PROMPT:
I need the lines below from the one with "use flamegraph_splitter::flamegraph::FlamegraphConfig;" down to the one with "use flamegraph_splitter::utils::ChunkSize;" reproduced exactly, both ends included, and nothing else.

** Opening DATASET CONTENT block **

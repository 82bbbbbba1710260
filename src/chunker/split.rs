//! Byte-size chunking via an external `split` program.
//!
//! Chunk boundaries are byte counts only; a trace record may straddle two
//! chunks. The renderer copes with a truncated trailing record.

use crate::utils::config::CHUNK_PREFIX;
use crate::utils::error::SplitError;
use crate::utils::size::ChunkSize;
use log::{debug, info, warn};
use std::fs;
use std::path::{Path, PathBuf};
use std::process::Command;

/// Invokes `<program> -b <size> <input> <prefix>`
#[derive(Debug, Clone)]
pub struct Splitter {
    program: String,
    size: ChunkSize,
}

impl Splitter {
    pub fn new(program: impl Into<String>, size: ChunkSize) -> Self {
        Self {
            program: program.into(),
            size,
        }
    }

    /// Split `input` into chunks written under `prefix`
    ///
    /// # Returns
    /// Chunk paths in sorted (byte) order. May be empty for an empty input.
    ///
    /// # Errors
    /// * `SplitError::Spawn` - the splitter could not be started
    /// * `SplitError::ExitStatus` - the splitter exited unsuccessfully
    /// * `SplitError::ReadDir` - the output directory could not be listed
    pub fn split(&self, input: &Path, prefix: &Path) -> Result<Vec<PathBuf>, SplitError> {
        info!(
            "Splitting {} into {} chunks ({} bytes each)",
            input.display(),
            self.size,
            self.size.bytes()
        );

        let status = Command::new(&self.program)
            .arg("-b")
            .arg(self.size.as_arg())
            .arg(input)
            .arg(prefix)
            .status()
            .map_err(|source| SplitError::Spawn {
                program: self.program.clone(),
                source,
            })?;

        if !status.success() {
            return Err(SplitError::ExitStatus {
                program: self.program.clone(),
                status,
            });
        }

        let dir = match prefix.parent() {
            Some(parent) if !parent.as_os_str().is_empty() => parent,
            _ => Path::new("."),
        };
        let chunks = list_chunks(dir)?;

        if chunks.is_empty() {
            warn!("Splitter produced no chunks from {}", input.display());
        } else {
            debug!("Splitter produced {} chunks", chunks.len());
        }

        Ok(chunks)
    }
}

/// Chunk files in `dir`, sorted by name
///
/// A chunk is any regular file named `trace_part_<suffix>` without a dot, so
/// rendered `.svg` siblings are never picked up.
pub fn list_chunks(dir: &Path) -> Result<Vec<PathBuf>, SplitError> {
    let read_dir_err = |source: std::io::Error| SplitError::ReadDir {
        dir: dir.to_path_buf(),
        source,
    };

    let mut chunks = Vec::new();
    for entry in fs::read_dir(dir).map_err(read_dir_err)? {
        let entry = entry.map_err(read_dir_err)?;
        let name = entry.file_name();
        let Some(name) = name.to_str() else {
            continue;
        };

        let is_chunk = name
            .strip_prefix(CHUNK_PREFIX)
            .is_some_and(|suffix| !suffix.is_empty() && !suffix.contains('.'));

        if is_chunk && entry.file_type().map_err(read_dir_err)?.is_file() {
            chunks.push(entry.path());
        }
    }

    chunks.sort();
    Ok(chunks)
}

** Closing DATASET CONTENT block **
** Opening DATASET CONTENT block **

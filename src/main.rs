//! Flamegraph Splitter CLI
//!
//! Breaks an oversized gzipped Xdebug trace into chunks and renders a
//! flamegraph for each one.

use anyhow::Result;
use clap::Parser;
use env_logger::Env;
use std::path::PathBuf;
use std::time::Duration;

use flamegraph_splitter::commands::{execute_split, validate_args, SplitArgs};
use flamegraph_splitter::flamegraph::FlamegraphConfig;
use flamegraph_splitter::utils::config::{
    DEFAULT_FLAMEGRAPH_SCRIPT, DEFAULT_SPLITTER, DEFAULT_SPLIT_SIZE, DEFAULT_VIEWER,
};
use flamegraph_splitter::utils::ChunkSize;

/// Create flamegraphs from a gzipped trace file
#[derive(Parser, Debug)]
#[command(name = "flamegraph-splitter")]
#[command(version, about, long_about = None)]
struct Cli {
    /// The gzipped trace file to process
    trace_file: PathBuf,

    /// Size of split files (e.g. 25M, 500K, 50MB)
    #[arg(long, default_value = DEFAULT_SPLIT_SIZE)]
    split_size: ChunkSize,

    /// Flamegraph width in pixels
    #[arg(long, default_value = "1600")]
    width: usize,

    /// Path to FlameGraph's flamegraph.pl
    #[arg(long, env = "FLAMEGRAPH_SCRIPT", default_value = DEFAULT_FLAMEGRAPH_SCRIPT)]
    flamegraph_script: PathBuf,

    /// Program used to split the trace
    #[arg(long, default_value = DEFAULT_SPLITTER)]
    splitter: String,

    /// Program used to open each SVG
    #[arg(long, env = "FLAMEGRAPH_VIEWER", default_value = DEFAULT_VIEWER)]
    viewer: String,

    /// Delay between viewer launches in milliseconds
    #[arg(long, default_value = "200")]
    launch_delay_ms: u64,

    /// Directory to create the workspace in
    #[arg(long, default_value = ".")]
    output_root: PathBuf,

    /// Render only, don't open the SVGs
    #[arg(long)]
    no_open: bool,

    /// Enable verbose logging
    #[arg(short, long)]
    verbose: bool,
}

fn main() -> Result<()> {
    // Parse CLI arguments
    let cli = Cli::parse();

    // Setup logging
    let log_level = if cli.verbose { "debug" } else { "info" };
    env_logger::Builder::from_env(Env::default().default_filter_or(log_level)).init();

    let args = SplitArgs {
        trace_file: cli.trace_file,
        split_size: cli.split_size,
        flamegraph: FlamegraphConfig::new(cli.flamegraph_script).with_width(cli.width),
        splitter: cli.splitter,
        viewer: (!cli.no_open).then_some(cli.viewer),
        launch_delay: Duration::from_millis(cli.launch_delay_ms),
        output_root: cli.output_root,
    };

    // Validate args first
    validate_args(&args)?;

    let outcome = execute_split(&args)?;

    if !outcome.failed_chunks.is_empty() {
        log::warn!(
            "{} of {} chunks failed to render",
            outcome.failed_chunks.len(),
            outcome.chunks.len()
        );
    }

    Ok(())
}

** Closing DATASET CONTENT block **
** Opening DATASET CONTENT block **

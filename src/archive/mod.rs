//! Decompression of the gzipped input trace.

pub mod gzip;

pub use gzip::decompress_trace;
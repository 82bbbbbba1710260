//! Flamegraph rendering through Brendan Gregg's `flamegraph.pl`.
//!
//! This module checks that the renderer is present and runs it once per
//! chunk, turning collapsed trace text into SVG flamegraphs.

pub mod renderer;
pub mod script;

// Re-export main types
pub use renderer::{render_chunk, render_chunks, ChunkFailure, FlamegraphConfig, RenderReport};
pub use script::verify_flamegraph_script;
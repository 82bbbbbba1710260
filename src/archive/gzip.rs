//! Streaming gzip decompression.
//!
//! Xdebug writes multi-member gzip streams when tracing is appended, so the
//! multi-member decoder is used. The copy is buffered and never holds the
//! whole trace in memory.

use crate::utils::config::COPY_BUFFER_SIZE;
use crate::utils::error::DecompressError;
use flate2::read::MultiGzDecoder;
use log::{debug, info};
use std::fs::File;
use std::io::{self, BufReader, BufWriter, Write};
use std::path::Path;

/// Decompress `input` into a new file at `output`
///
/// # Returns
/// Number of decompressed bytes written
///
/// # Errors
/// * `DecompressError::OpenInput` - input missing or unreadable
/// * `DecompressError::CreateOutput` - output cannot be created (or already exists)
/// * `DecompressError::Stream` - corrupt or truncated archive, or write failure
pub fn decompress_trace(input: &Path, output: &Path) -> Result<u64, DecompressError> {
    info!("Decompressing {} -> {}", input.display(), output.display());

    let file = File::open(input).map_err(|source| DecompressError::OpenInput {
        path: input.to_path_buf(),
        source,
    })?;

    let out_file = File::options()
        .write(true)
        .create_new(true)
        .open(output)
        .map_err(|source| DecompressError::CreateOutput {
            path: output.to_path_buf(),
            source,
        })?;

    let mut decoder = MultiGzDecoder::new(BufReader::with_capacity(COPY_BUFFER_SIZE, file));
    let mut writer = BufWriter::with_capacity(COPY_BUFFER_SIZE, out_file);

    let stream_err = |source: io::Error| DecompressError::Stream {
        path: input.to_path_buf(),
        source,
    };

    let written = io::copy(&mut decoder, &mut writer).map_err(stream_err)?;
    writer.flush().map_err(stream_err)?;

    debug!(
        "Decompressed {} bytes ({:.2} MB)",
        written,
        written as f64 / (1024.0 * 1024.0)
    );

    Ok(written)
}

** Closing DATASET CONTENT block **

OUTPUT:
use flamegraph_splitter::flamegraph::FlamegraphConfig;
use flamegraph_splitter::utils::config::{
    DEFAULT_FLAMEGRAPH_SCRIPT, DEFAULT_SPLITTER, DEFAULT_SPLIT_SIZE, DEFAULT_VIEWER,
};
use flamegraph_splitter::utils::ChunkSize;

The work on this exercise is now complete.